How to Handle Your First Homeschool Robotics Curriculum

How to Handle Your First Homeschool Robotics Curriculum

     Homeschool parents might ask themselves, “why it is important for me to incorporate computer science or robotics into my child’s homeschool curriculum?” After all, as of now, only about 40% of elementary and middle schools teach programming to students. Parents might be nervous about adding a computer science course because they don’t feel qualified to teach topics which aren’t already a part of their chosen curriculum, but this should not stop students from joining the STEM movement. Plenty of resources that do not require prior knowledge about computer science can be found online.

 

     Robotics is the perfect way to teach kids computer science. They can be exposed to a myriad of topics during a single robotics project including design, coding, engineering, mathematics, computer logic, and critical thinking, while also incorporating creative thinking and entertainment into an educational experience.

Planning is Key

     When it comes to making a robotics homeschool curriculum, planning is key. There are many factors to take into consideration, such as which grade levels or ages you need accommodate, if you want to take an involved or self-guided approach and if the student has any prior computer science knowledge. You might want to consider an intro to computer science and technology unit if your students have never been exposed to these topics, simply to learn the vocabulary to speak confidently about computers, programming, and robots.  
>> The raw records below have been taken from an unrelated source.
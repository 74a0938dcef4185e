use crate::cli::ServeArgs;
use crate::infra::{
    default_collaborators, AppState, InMemoryApplicationRepository, InMemoryAuditLog,
};
use crate::routes::with_admission_routes;
use admissions::config::AppConfig;
use admissions::error::AppError;
use admissions::telemetry;
use admissions::workflows::admission::AdmissionService;
use axum::Extension;
use axum_prometheus::PrometheusMetricLayer;
use std::sync::atomic::Ordering;
use std::sync::Arc;
use tracing::info;

pub(crate) async fn run(mut args: ServeArgs) -> Result<(), AppError> {
    let mut config = AppConfig::load()?;

    if let Some(host) = args.host.take() {
        config.server.host = host;
    }
    if let Some(port) = args.port.take() {
        config.server.port = port;
    }

    telemetry::init(&config.telemetry)?;

    let (prometheus_layer, prometheus_handle) = PrometheusMetricLayer::pair();
    let readiness_flag = Arc::new(std::sync::atomic::AtomicBool::new(false));
    let app_state = AppState {
        readiness: readiness_flag.clone(),
        metrics: Arc::new(prometheus_handle),
    };

    let repository = Arc::new(InMemoryApplicationRepository::default());
    let audit = Arc::new(InMemoryAuditLog::default());
    let admission_service = Arc::new(AdmissionService::new(
        repository,
        audit,
        default_collaborators(),
    ));

    let app = with_admission_routes(admission_service)
        .layer(Extension(app_state))
        .layer(prometheus_layer);

    let addr = config.server.socket_addr()?;
    let listener = tokio::net::TcpListener::bind(addr).await?;
    readiness_flag.store(true, Ordering::Release);

    info!(?config.environment, %addr, "admissions service ready");

    axum::serve(listener, app).await?;
    Ok(())
}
     This decision might also rely on the resources available to your homeschoolers. Will you be teaching one child, or will your children be able to work in pairs or teams? Do you want your kids to start off learning a low or high-level programming language? Will there be multiple students working on one computer, or will every student have their own? If multiple students are available to work in teams, they can be divided up into managers, engineers, designers, programmers, structural testers, and switch roles every project.

Where to Start

     A great place to start if your student has no prior computer science experience is unplugged activities. These are no computer needed activities to teach kids the basics of computer science topics in a memorable, interactive way. This is a great way to solidify more some of the abstract concepts of computer science in your student’s mind, and they work especially well for elementary schoolers. Unplugged lesson plans can be found online on an abundance of topics, such as cyber security, networks, programming, compiling, and binary code. Most resources online for unplugged activities are meant for classrooms, but they can be easily adapted to fit your home school’s needs, and the great thing is most of the materials needed for these activities can already be found around the house, such as paper, markers, cups, and string.
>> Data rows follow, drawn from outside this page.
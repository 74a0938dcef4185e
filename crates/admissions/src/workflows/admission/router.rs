use std::sync::Arc;

use axum::{
    extract::{Path, Query, State},
    http::StatusCode,
    response::{IntoResponse, Response},
    routing::{get, post},
    Router,
};
use chrono::Utc;
use serde::Deserialize;
use serde_json::json;

use super::audit::AuditLogStore;
use super::domain::{
    Actor, ApplicationId, ApplicationIntake, FeeStructureId, PaymentMode, PaymentProof,
};
use super::lifecycle::{AdmissionError, FeeVerdict};
use super::repository::{ApplicationRepository, RepositoryError};
use super::service::AdmissionService;

/// Router builder exposing the admission workflow over HTTP.
pub fn admission_router<R, L>(service: Arc<AdmissionService<R, L>>) -> Router
where
    R: ApplicationRepository + 'static,
    L: AuditLogStore + 'static,
{
    Router::new()
        .route(
            "/api/v1/admissions/applications",
            post(create_handler::<R, L>),
        )
        .route(
            "/api/v1/admissions/applications/:application_id",
            get(get_handler::<R, L>),
        )
        .route(
            "/api/v1/admissions/applications/:application_id/submit",
            post(submit_handler::<R, L>),
        )
        .route(
            "/api/v1/admissions/applications/:application_id/review",
            post(review_handler::<R, L>),
        )
        .route(
            "/api/v1/admissions/applications/:application_id/verify-docs",
            post(verify_docs_handler::<R, L>),
        )
        .route(
            "/api/v1/admissions/applications/:application_id/billing",
            post(billing_handler::<R, L>),
        )
        .route(
            "/api/v1/admissions/applications/:application_id/payment",
            post(payment_handler::<R, L>),
        )
        .route(
            "/api/v1/admissions/applications/:application_id/verify-fee",
            post(verify_fee_handler::<R, L>),
        )
        .route(
            "/api/v1/admissions/applications/:application_id/recommend",
            post(recommend_handler::<R, L>),
        )
        .route(
            "/api/v1/admissions/applications/:application_id/approve",
            post(approve_handler::<R, L>),
        )
        .route(
            "/api/v1/admissions/applications/:application_id/reject",
            post(reject_handler::<R, L>),
        )
        .route(
            "/api/v1/admissions/applications/:application_id/enrol",
            post(enrol_handler::<R, L>),
        )
        .route(
            "/api/v1/admissions/applications/:application_id/revoke",
            post(revoke_handler::<R, L>),
        )
        .route(
            "/api/v1/admissions/applications/:application_id/audit",
            get(audit_handler::<R, L>),
        )
        .route(
            "/api/v1/admissions/applications/:application_id/aging",
            get(aging_handler::<R, L>),
        )
        .route("/api/v1/admissions/batch", post(batch_handler::<R, L>))
        .route("/api/v1/admissions/funnel", get(funnel_handler::<R, L>))
        .with_state(service)
}

#[derive(Debug, Deserialize)]
pub(crate) struct ActionRequest {
    pub(crate) actor: Actor,
    #[serde(default)]
    pub(crate) remarks: Option<String>,
}

#[derive(Debug, Deserialize)]
pub(crate) struct RejectRequest {
    pub(crate) actor: Actor,
    pub(crate) reason: String,
}

#[derive(Debug, Deserialize)]
pub(crate) struct BillingRequest {
    pub(crate) actor: Actor,
    #[serde(default)]
    pub(crate) selected: Vec<FeeStructureId>,
}

#[derive(Debug, Deserialize)]
pub(crate) struct PaymentRequest {
    pub(crate) actor: Actor,
    pub(crate) mode: PaymentMode,
    pub(crate) reference: String,
    #[serde(default)]
    pub(crate) proof: Option<PaymentProof>,
}

#[derive(Debug, Deserialize)]
pub(crate) struct VerifyFeeRequest {
    pub(crate) actor: Actor,
    pub(crate) outcome: FeeVerdict,
    #[serde(default)]
    pub(crate) remarks: Option<String>,
}

#[derive(Debug, Deserialize)]
pub(crate) struct BatchRequest {
    pub(crate) actor: Actor,
    pub(crate) action: String,
    pub(crate) ids: Vec<ApplicationId>,
    #[serde(default)]
    pub(crate) remarks: Option<String>,
}

#[derive(Debug, Deserialize)]
pub(crate) struct AuditQuery {
    #[serde(default)]
    pub(crate) staff: bool,
}

fn error_response(error: AdmissionError) -> Response {
    let status = match &error {
        AdmissionError::InvalidTransition { .. }
        | AdmissionError::Conflict { .. }
        | AdmissionError::BillingLocked(_) => StatusCode::CONFLICT,
        AdmissionError::PermissionDenied { .. } | AdmissionError::NotRecordOwner { .. } => {
            StatusCode::FORBIDDEN
        }
        AdmissionError::Validation(_) => StatusCode::UNPROCESSABLE_ENTITY,
        AdmissionError::NotFound(_) => StatusCode::NOT_FOUND,
        AdmissionError::Repository(RepositoryError::NotFound) => StatusCode::NOT_FOUND,
        AdmissionError::Repository(RepositoryError::AlreadyExists) => StatusCode::CONFLICT,
        AdmissionError::Repository(_) | AdmissionError::Audit(_) => {
            StatusCode::INTERNAL_SERVER_ERROR
        }
        AdmissionError::Collaborator(_) => StatusCode::BAD_GATEWAY,
    };

    let body = axum::Json(json!({ "error": error.to_string() }));
    (status, body).into_response()
}

fn updated(result: Result<super::domain::AdmissionApplication, AdmissionError>) -> Response {
    match result {
        Ok(record) => (StatusCode::OK, axum::Json(record)).into_response(),
        Err(error) => error_response(error),
    }
}

pub(crate) async fn create_handler<R, L>(
    State(service): State<Arc<AdmissionService<R, L>>>,
    axum::Json(intake): axum::Json<ApplicationIntake>,
) -> Response
where
    R: ApplicationRepository + 'static,
    L: AuditLogStore + 'static,
{
    match service.create_draft(intake) {
        Ok(record) => (StatusCode::CREATED, axum::Json(record)).into_response(),
        Err(error) => error_response(error),
    }
}

pub(crate) async fn get_handler<R, L>(
    State(service): State<Arc<AdmissionService<R, L>>>,
    Path(application_id): Path<String>,
) -> Response
where
    R: ApplicationRepository + 'static,
    L: AuditLogStore + 'static,
{
    let id = ApplicationId(application_id);
    match service.get(&id) {
        Ok(record) => (StatusCode::OK, axum::Json(record)).into_response(),
        Err(error) => error_response(error),
    }
}

pub(crate) async fn submit_handler<R, L>(
    State(service): State<Arc<AdmissionService<R, L>>>,
    Path(application_id): Path<String>,
    axum::Json(request): axum::Json<ActionRequest>,
) -> Response
where
    R: ApplicationRepository + 'static,
    L: AuditLogStore + 'static,
{
    let id = ApplicationId(application_id);
    updated(service.submit(&request.actor, &id))
}

pub(crate) async fn review_handler<R, L>(
    State(service): State<Arc<AdmissionService<R, L>>>,
    Path(application_id): Path<String>,
    axum::Json(request): axum::Json<ActionRequest>,
) -> Response
where
    R: ApplicationRepository + 'static,
    L: AuditLogStore + 'static,
{
    let id = ApplicationId(application_id);
    updated(service.review(&request.actor, &id, request.remarks))
}

pub(crate) async fn verify_docs_handler<R, L>(
    State(service): State<Arc<AdmissionService<R, L>>>,
    Path(application_id): Path<String>,
    axum::Json(request): axum::Json<ActionRequest>,
) -> Response
where
    R: ApplicationRepository + 'static,
    L: AuditLogStore + 'static,
{
    let id = ApplicationId(application_id);
    updated(service.verify_docs(&request.actor, &id, request.remarks))
}

pub(crate) async fn billing_handler<R, L>(
    State(service): State<Arc<AdmissionService<R, L>>>,
    Path(application_id): Path<String>,
    axum::Json(request): axum::Json<BillingRequest>,
) -> Response
where
    R: ApplicationRepository + 'static,
    L: AuditLogStore + 'static,
{
    let id = ApplicationId(application_id);
    updated(service.finalize_billing(&request.actor, &id, &request.selected))
}

pub(crate) async fn payment_handler<R, L>(
    State(service): State<Arc<AdmissionService<R, L>>>,
    Path(application_id): Path<String>,
    axum::Json(request): axum::Json<PaymentRequest>,
) -> Response
where
    R: ApplicationRepository + 'static,
    L: AuditLogStore + 'static,
{
    let id = ApplicationId(application_id);
    updated(service.submit_payment(
        &request.actor,
        &id,
        request.mode,
        request.reference,
        request.proof,
    ))
}

pub(crate) async fn verify_fee_handler<R, L>(
    State(service): State<Arc<AdmissionService<R, L>>>,
    Path(application_id): Path<String>,
    axum::Json(request): axum::Json<VerifyFeeRequest>,
) -> Response
where
    R: ApplicationRepository + 'static,
    L: AuditLogStore + 'static,
{
    let id = ApplicationId(application_id);
    updated(service.verify_fee(&request.actor, &id, request.outcome, request.remarks))
}

pub(crate) async fn recommend_handler<R, L>(
    State(service): State<Arc<AdmissionService<R, L>>>,
    Path(application_id): Path<String>,
    axum::Json(request): axum::Json<ActionRequest>,
) -> Response
where
    R: ApplicationRepository + 'static,
    L: AuditLogStore + 'static,
{
    let id = ApplicationId(application_id);
    updated(service.recommend(&request.actor, &id, request.remarks))
}

pub(crate) async fn approve_handler<R, L>(
    State(service): State<Arc<AdmissionService<R, L>>>,
    Path(application_id): Path<String>,
    axum::Json(request): axum::Json<ActionRequest>,
) -> Response
where
    R: ApplicationRepository + 'static,
    L: AuditLogStore + 'static,
{
    let id = ApplicationId(application_id);
    updated(service.approve(&request.actor, &id, request.remarks))
}

pub(crate) async fn reject_handler<R, L>(
    State(service): State<Arc<AdmissionService<R, L>>>,
    Path(application_id): Path<String>,
    axum::Json(request): axum::Json<RejectRequest>,
) -> Response
where
    R: ApplicationRepository + 'static,
    L: AuditLogStore + 'static,
{
    let id = ApplicationId(application_id);
    updated(service.reject(&request.actor, &id, &request.reason))
}

pub(crate) async fn enrol_handler<R, L>(
    State(service): State<Arc<AdmissionService<R, L>>>,
    Path(application_id): Path<String>,
    axum::Json(request): axum::Json<ActionRequest>,
) -> Response
where
    R: ApplicationRepository + 'static,
    L: AuditLogStore + 'static,
{
    let id = ApplicationId(application_id);
    updated(service.enrol(&request.actor, &id))
}

pub(crate) async fn revoke_handler<R, L>(
    State(service): State<Arc<AdmissionService<R, L>>>,
    Path(application_id): Path<String>,
    axum::Json(request): axum::Json<ActionRequest>,
) -> Response
where
    R: ApplicationRepository + 'static,
    L: AuditLogStore + 'static,
{
    let id = ApplicationId(application_id);
    updated(service.revoke(&request.actor, &id, request.remarks))
}

pub(crate) async fn audit_handler<R, L>(
    State(service): State<Arc<AdmissionService<R, L>>>,
    Path(application_id): Path<String>,
    Query(query): Query<AuditQuery>,
) -> Response
where
    R: ApplicationRepository + 'static,
    L: AuditLogStore + 'static,
{
    let id = ApplicationId(application_id);
    match service.list_audit_log(&id, query.staff) {
        Ok(entries) => (StatusCode::OK, axum::Json(entries)).into_response(),
        Err(error) => error_response(error),
    }
}

pub(crate) async fn aging_handler<R, L>(
    State(service): State<Arc<AdmissionService<R, L>>>,
    Path(application_id): Path<String>,
) -> Response
where
    R: ApplicationRepository + 'static,
    L: AuditLogStore + 'static,
{
    let id = ApplicationId(application_id);
    match service.aging(&id, Utc::now()) {
        Ok(profile) => (StatusCode::OK, axum::Json(profile)).into_response(),
        Err(error) => error_response(error),
    }
}

pub(crate) async fn batch_handler<R, L>(
    State(service): State<Arc<AdmissionService<R, L>>>,
    axum::Json(request): axum::Json<BatchRequest>,
) -> Response
where
    R: ApplicationRepository + 'static,
    L: AuditLogStore + 'static,
{
    match service.batch_apply(
        &request.actor,
        &request.action,
        &request.ids,
        request.remarks,
    ) {
        Ok(outcome) => (StatusCode::OK, axum::Json(outcome)).into_response(),
        Err(error) => error_response(error),
    }
}

pub(crate) async fn funnel_handler<R, L>(
    State(service): State<Arc<AdmissionService<R, L>>>,
) -> Response
where
    R: ApplicationRepository + 'static,
    L: AuditLogStore + 'static,
{
    match service.funnel() {
        Ok(report) => (StatusCode::OK, axum::Json(report)).into_response(),
        Err(error) => error_response(error),
    }
}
     If your student does have prior computer science knowledge, you can try a robot simulator online, like http://www.robotbasic.org/. This particular simulator has over 800 commands and functions that students can explore. These are a great introduction to programming a robot and could be right for homeschools who want to try out robotics without any initial investment, but ultimately purchasing a robotics kit will benefit your student greatly. Being able to attach sensors to ports and design a physical robot will be what sets your students interest in robotics apart from others. The RoboTerra kit is especially good for homeschool students seeing as it’s made to teach kids their first programming language through engaging activities, but can also be used in a free coding mode to let your student’s creative juices flow. It not only teaches programming, but also teaches basic structural engineering concepts that will be helpful to your students when they decide to design their first robot on their own.

Involvement Outside of the Classroom

     Other ways to get you child involved in robotics outside of a general homeschool curriculum include doing a robotics 4-H project, participating in coding or robotics competitions, doing an Hour of Code event (either hosted by yourself or tag along to one in your community), and doing Computer Science Education Week activities.

     Overall, robotics is the perfect hands on, kinesthetic learning approach to get your homeschool students involved in the sciences. Robots aren’t just the life-like machines we portray them as in TV and movies; they are all around us doing all kinds of unique jobs. Ask your home school students to name all of the robots in your home, and they will be amazed at how many they can come up with, as a robot is simply a machine capable of carrying out series of complex actions. Ultimately, unplugged activities to teach basic computer science concepts, a robotics kit to teach basic coding and engineering, and getting your child involved in robotics outside of the home school classroom are essential to creating your first robotics home school curriculum.